Summary financial information on Audioboo

 

The following is a summary of Audioboo's financial information for the three years ending 31 December 2013:

 


2013

£,000

2012

£,000

2011

£,000





Revenue

45

60

31

Administrative and other expenses

(1,606)

(1,122)

(631)





Loss before tax

(1,561)

(1,062)

(600)

 

To date, Audioboo has deliberately concentrated its resources on the expansion of its listener, content and partner base, both in terms of quantum and quality and the construction of a robust, scalable back-end architecture including embedded advertising software, which the Directors and Proposed Directors expect will generate initial revenues during 2014.

 

Audioboo's business operates from offices near Tower Bridge in London with an additional two employees in San Francisco, in the United States. Audioboo has recently employed one person in New York and one person in Sydney. Audioboo's business is run by Robert Proctor, one of the Proposed Directors who continues to focus on the collection of content and adding new Channel Partners. Audioboo intends to invest in its user interface in the near term to enhance the "ease of use" for users. The Audioboo Group currently employs 15 people with the expectation that this will scale up as the business expands. Over 60 per cent. of costs are employment costs with the balance being deployed to cover bandwidth and administrative costs which are currently approximately £350,000 per annum.

 

Since Robert Proctor's appointment as CEO in September 2012 Audioboo has shifted its focus away from user generated content and towards professionally produced content from branded media owners.

 

The Enlarged Group's strategy

 

Using the funds raised by the Company, Audioboo will seek to grow rapidly the volume of content through the development of existing channels and the attraction of new content partner relationships. Enhanced content and the consequent growth of monthly listens from their current volume of approximately 14 million per month will position Audioboo as a key destination site for users, Social Media partners and advertisers.

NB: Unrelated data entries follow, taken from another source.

use std::path::{Path, PathBuf};

pub type Result<T> = std::result::Result<T, Error>;

#[derive(Debug)]
pub enum Error {
    Io(std::io::Error),
    Config(String),
}

impl std::fmt::Display for Error {
    fn fmt(&self, f: &mut std::fmt::Formatter<'_>) -> std::fmt::Result {
        match self {
            Error::Io(err) => write!(f, "IO error: {}", err),
            Error::Config(msg) => write!(f, "Config error: {}", msg),
        }
    }
}

impl std::error::Error for Error {
    fn source(&self) -> Option<&(dyn std::error::Error + 'static)> {
        match self {
            Error::Io(err) => Some(err),
            Error::Config(_) => None,
        }
    }
}

impl From<std::io::Error> for Error {
    fn from(err: std::io::Error) -> Self {
        Error::Io(err)
    }
}

/// Resolve the runtime's config/state directory based on priority:
/// 1. Explicit path (with tilde expansion)
/// 2. `AGENTFLOW_PATH` environment variable (with tilde expansion)
/// 3. System data directory
/// 4. `~/.agentflow` (fallback for systems without a standard data directory)
pub fn resolve_state_dir(explicit_path: Option<&str>) -> Result<PathBuf> {
    if let Some(path) = explicit_path {
        return Ok(expand_tilde(path));
    }

    if let Ok(env_path) = std::env::var("AGENTFLOW_PATH") {
        return Ok(expand_tilde(&env_path));
    }

    if let Some(data_dir) = dirs::data_dir() {
        return Ok(data_dir.join("agentflow"));
    }

    if let Some(home) = std::env::var_os("HOME") {
        return Ok(PathBuf::from(home).join(".agentflow"));
    }

    Err(Error::Config(
        "could not determine state directory: no HOME or system data directory found"
            .to_string(),
    ))
}

/// Expand a leading `~/` to the user's home directory.
pub fn expand_tilde(path: &str) -> PathBuf {
    if let Some(stripped) = path.strip_prefix("~/")
        && let Some(home) = std::env::var_os("HOME")
    {
        return PathBuf::from(home).join(stripped);
    }
    PathBuf::from(path)
}

/// Discover the project root a turn runs against, by priority:
/// 1. `explicit_project_root` (caller-supplied)
/// 2. `AGENTFLOW_PROJECT_ROOT` environment variable
/// 3. Current working directory
pub fn discover_project_root(explicit_project_root: Option<&str>) -> Result<PathBuf> {
    if let Some(root) = explicit_project_root {
        return Ok(PathBuf::from(root));
    }

    if let Ok(env_root) = std::env::var("AGENTFLOW_PROJECT_ROOT") {
        return Ok(PathBuf::from(env_root));
    }

    Ok(std::env::current_dir()?)
}

/// Normalize a path for comparison: canonicalize if possible, otherwise
/// make it absolute against the current working directory.
pub fn normalize_path(path: &Path) -> PathBuf {
    path.canonicalize().unwrap_or_else(|_| {
        if path.is_absolute() {
            path.to_path_buf()
        } else {
            std::env::current_dir()
                .map(|cwd| cwd.join(path))
                .unwrap_or_else(|_| path.to_path_buf())
        }
    })
}

/// The project-local directory the Agent Registry loads definitions from
/// (spec.md §4.3), relative to a discovered project root.
pub fn project_agents_dir(project_root: &Path) -> PathBuf {
    project_root.join(".agentflow").join("agents")
}

#[cfg(test)]
mod tests {
    use super::*;

    #[test]
    fn expand_tilde_replaces_home_prefix() {
        std::env::set_var("HOME", "/home/tester");
        assert_eq!(expand_tilde("~/foo"), PathBuf::from("/home/tester/foo"));
        assert_eq!(expand_tilde("/abs/foo"), PathBuf::from("/abs/foo"));
    }

    #[test]
    fn project_agents_dir_is_dot_agentflow_agents() {
        let root = PathBuf::from("/repo");
        assert_eq!(
            project_agents_dir(&root),
            PathBuf::from("/repo/.agentflow/agents")
        );
    }

    #[test]
    fn discover_project_root_prefers_explicit() {
        let root = discover_project_root(Some("/explicit/root")).unwrap();
        assert_eq!(root, PathBuf::from("/explicit/root"));
    }
}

Funds will also be applied to upgrading back-end technology infrastructure to enhance resilience, responsiveness and capacity.

 

Assuming that ambitions for growth in the number of Listens and users are achieved, and that there is sufficient interest from potential investors, the success of the platform is likely to mean that the Enlarged Group will seek to raise further funds in due course.

 

Current trading and prospects for the Enlarged Group

 

Audioboo has generated minimal revenues to date, and it is not anticipated that material revenues will be generated during 2014. In addition to using funds to rapidly grow the volume of content, the cash resources of the Company will also be used to invest in technology, both consumer-facing and back-end infrastructure to improve the Audioboo offering, for content partners and in particular for consumers.

 

Investment will also be made to increase the number of registered users, listens-per-user and content partners. Particular attention will be given to increasing penetration within the United States. The Vertical content channels will continue to be developed, centred on sport, news and business and entertainment. If the Company is successful and able to build sufficiently significant verticals to generate large numbers of users and listens, it will potentially be able to generate material revenues from advertising and sponsorship. It is expected that the verticals will be attractive to advertisers not just because of the number of users but also the highly targeted audience that the specialised nature of the Verticals provide to media buyers.

 

Directors, Proposed Directors, senior management and employees

 

On completion of the Acquisition, Roger King will resign and, subject to Shareholders approving the relevant resolutions at the AGM, each of the Proposed Directors will be appointed to the Board. Brief biographical details of the Directors, Proposed Directors and senior management are set out below.

 

Directors

 

The current composition of the Board of the Company is as follows:

 

Roger Maddock (Chairman)

Mr. Maddock has worked in the finance industry in Jersey since 1981, specialising in fund administration. He was a partner in a local chartered accountancy practice and a director of Worthy Trust Company Limited until it was sold to Allied Irish Banks (CI) Limited in 1999, he was a director of that bank's trust and fund administration companies until 2001. He was the Managing Director of Equitilink International Management Limited and a director of several of the underlying funds of that group. Since 2005 he has held a number of directorships of fund management and investment companies.

 

Roger King FCA (Executive Director)

Mr. King was a partner in Jackson Fox (Chartered Accountants) from 1982 to 2001 and from 2012 to date. He was director and a principal shareholder in Worthy Trust Company Limited in Jersey from 1982 until it was sold to Allied Irish Banks (CI) Limited (AIB) in 1999. He continued as a director and subsequently as a consultant to AIB's Jersey trust operations until 2005, when he established Anglo Saxon Trust Limited, a regulated trust business in Jersey. He was a director of the Jersey licensed fund functionary Professional Consultancy Services Limited from 1986 to 2004 and of AIB Fund Managers Jersey Limited from 2000 to 2001. He has served as a non-executive and an executive director of AIM and CISX listed companies.

 

Proposed Directors

On Completion it is intended that the following will be appointed to the Board:

 

Robert Proctor (Chief Executive)

Prior to joining Audioboo in September 2012, he was COO of US social media platform Reality Digital, Inc. for four years, with clients such as Sony Pictures, YouTube, MTV and ITV. He was also Senior Vice President International for Adify Corporation, a US provider of online advertising to networks and advertising agencies. From 1996 to 2001, he was founder and CEO at Simply Internet Limited which he grew to be one of the world's largest public internet access companies, employing over 700 people.

 

Simon Cole (Non-executive Director)

Simon Cole founded Unique Broadcasting in 1989 in partnership with Tim Blackmore, having pioneered the market for national sponsored programmes whilst at Picadilly Radio, where he was head of Programmes. He is currently CEO of UBC Media Group plc which is the majority owner of Audioboo and which will have an 18.7 per cent. holding in the Enlarged Group upon completion of the Acquisition. Simon has been awarded a fellowship of the Radio Academy.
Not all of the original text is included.